In this work, an E-field electro-optic sensor has been presented and tested to perform line insulator diagnostics. The results of an experimental campaign on a set of insulators have shown that the sensor can easily highlight the E-field distortion caused by a defect close to the HV terminal. However, the system is sensitive to the sensor position; therefore, special care in positioning the EO element will be required, especially in future field campaigns. For this purpose, solutions similar to the ones already implemented in commercial products can be adopted: for example, the sensor can be mounted on a sled specially designed to fit on the insulator side and that can be handled by a lineman, as seen in [26]. Simulations using finite elements have shown that the modelled profile closely follows the corresponding measured profile in the case of a sound insulator, i.e., when all the physical parameters are known. In the case of a defective insulator, the simulations for an interfacial delamination, having the electric properties of water and positioned close to the HV terminal, have resulted in E-field profiles similar to the corresponding experimental ones. The simulation has also evidenced that defects far from the HV terminal may be difficult to detect, given the modest distortion of the E-field they can cause. Moreover, defects whose conductivity is not at least two to three orders of magnitude greater than the conductivity of the insulator materials are also invisible to the sensor, regardless of the permittivity value.

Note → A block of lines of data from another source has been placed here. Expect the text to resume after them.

/// Distance assigned to nodes that are only reachable through non-user roots.
/// Anything at or above this value is owned by the system, not the page.
pub const BASE_SYSTEM_DISTANCE: i32 = 100_000_000;
/// Distance of a node no BFS has reached yet.
pub const NO_DISTANCE: i32 = -5;

/// Resolved display names stop growing once they reach this many characters.
pub const MAX_CONS_STRING_NAME_LENGTH: usize = 1024;

/// Type tag that never matches a record, used for type names the snapshot
/// does not declare.
pub const ABSENT_TYPE: u32 = u32::MAX;

pub const GC_ROOTS_NAME: &str = "(GC roots)";
pub const DETACHED_DOM_TREES_NAME: &str = "(Detached DOM trees)";
pub const DOCUMENT_DOM_TREES_NAME: &str = "(Document DOM trees)";
pub const DETACHED_DOM_TREE_PREFIX: &str = "Detached DOM tree";
pub const NATIVE_CONTEXT_NAME: &str = "system / NativeContext";
pub const SLOPPY_FUNCTION_MAP_EDGE: &str = "sloppy_function_map";
pub const MAP_DESCRIPTORS_NAME: &str = "(map descriptors)";
pub const ELEMENTS_EDGE: &str = "elements";
pub const ARRAY_CLASS_NAME: &str = "Array";
pub const CONS_STRING_FIRST_EDGE: &str = "first";
pub const CONS_STRING_SECOND_EDGE: &str = "second";

/// Edge type appended to the snapshot's own edge type table.
pub const INVISIBLE_EDGE_TYPE_NAME: &str = "invisible";
use crate::constants::*;
use crate::store::SnapshotStore;
use serde::Serialize;

/// Byte totals per object category.
#[derive(Debug, Clone, Copy, Default, PartialEq, Eq, Serialize)]
#[serde(rename_all = "camelCase")]
pub struct Statistics {
    pub total: u64,
    /// Everything except native objects.
    pub v8heap: u64,
    pub native: u64,
    pub code: u64,
    pub js_arrays: u64,
    pub strings: u64,
    /// Nodes only reachable from system roots.
    pub system: u64,
}

/// Self size of a JS array plus its backing store, when nothing else holds
/// the backing store.
fn array_size(store: &SnapshotStore, node_index: usize) -> u64 {
    let layout = store.layout();
    let mut size = store.node_self_size(node_index) as u64;
    for edge_index in store.edge_indexes(store.ordinal(node_index)) {
        if store.edge_type(edge_index) != layout.edge_internal_type {
            continue;
        }
        if !store.edge_name(edge_index).is(ELEMENTS_EDGE) {
            continue;
        }
        let elements = store.edge_to_node(edge_index);
        if store.retainers_count(store.ordinal(elements)) == 1 {
            size += store.node_self_size(elements) as u64;
        }
    }
    size
}

/// Single pass over all nodes. `total` is the retained size of the root.
pub fn calculate_statistics(store: &SnapshotStore, distances: &[i32], total: u64) -> Statistics {
    let layout = store.layout();
    let mut stats = Statistics {
        total,
        ..Default::default()
    };
    for ordinal in 0..store.node_count() {
        let node_index = store.node_index(ordinal);
        let size = store.node_self_size(node_index) as u64;
        if distances[ordinal] >= BASE_SYSTEM_DISTANCE {
            stats.system += size;
            continue;
        }
        let t = store.node_type(node_index);
        if t == layout.node_native_type {
            stats.native += size;
        } else if t == layout.node_code_type {
            stats.code += size;
        } else if t == layout.node_cons_string_type
            || t == layout.node_sliced_string_type
            || t == layout.node_string_type
        {
            stats.strings += size;
        } else if store.node_raw_name(node_index) == ARRAY_CLASS_NAME {
            stats.js_arrays += array_size(store, node_index);
        }
    }
    stats.v8heap = total.saturating_sub(stats.native);
    stats
}

#[cfg(test)]
mod tests {
    use super::*;
    use crate::test_util::{with_gc_roots, SnapshotBuilder};
    use crate::variant::SnapshotVariant;

    #[test]
    fn test_buckets_partition_user_reachable_nodes() {
        let mut b = SnapshotBuilder::new();
        let gc_roots = b.add_node("synthetic", "(GC roots)", 0);
        let doc = b.add_node("native", "HTMLDocument", 100);
        let code = b.add_node("code", "foo", 40);
        let s = b.add_node("string", "hello", 24);
        let cons = b.add_node("concatenated string", "", 32);
        let arr = b.add_node("object", "Array", 16);
        let elements = b.add_node("array", "", 64);
        b.add_indexed_edge(0, "element", 1, gc_roots);
        b.add_edge(0, "shortcut", "doc", doc);
        b.add_edge(doc, "property", "code", code);
        b.add_edge(doc, "property", "s", s);
        b.add_edge(doc, "property", "cons", cons);
        b.add_edge(cons, "internal", "first", s);
        b.add_edge(cons, "internal", "second", s);
        b.add_edge(doc, "property", "arr", arr);
        b.add_edge(arr, "internal", "elements", elements);
        // the synthetic nodes have no size, so every byte is user reachable
        let snapshot = b.build();
        let stats = snapshot.get_statistics();
        assert_eq!(stats.native, 100);
        assert_eq!(stats.code, 40);
        assert_eq!(stats.strings, 56);
        assert_eq!(stats.js_arrays, 80);
        assert_eq!(stats.system, 0);
        let all: u64 = (0..snapshot.node_count())
            .map(|o| snapshot.create_node(o).self_size() as u64)
            .sum();
        assert_eq!(
            stats.native + stats.code + stats.strings + stats.js_arrays + stats.system,
            all
        );
    }

    #[test]
    fn test_totals() {
        let (mut b, gc_roots, window) = with_gc_roots();
        let sys = b.add_node("native", "SystemThing", 50);
        let native = b.add_node("native", "HTMLDivElement", 20);
        b.add_edge(window, "property", "div", native);
        b.add_indexed_edge(gc_roots, "element", 1, sys);
        b.add_indexed_edge(gc_roots, "element", 2, window);
        let snapshot = b.build();
        let stats = snapshot.get_statistics();
        assert_eq!(stats.total, 102);
        assert_eq!(stats.v8heap, stats.total - stats.native);
        assert_eq!(stats.native, 20);
        assert_eq!(stats.system, 50);
    }

    #[test]
    fn test_shared_elements_are_not_counted() {
        let (mut b, gc_roots, window) = with_gc_roots();
        let arr = b.add_node("object", "Array", 16);
        let elements = b.add_node("array", "", 64);
        b.add_edge(window, "property", "a", arr);
        b.add_edge(window, "internal", "also", elements);
        b.add_edge(arr, "internal", "elements", elements);
        b.add_indexed_edge(gc_roots, "element", 1, window);
        let snapshot = b.build();
        assert_eq!(snapshot.get_statistics().js_arrays, 16);
    }
}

In order to improve the quality of simulations, tests to characterize the electrical properties of the insulator material, namely, volume and surface resistivity and permittivity, will be performed. In particular, surface resistivity measurements on samples exposed to pollution in a controlled environment would allow us to take into account the effect of the external pollution on the distortion of the measured electric field. Moreover, the defective insulators will be taken apart and analyzed to assess whether the assumptions on defect geometry and physical properties were correct.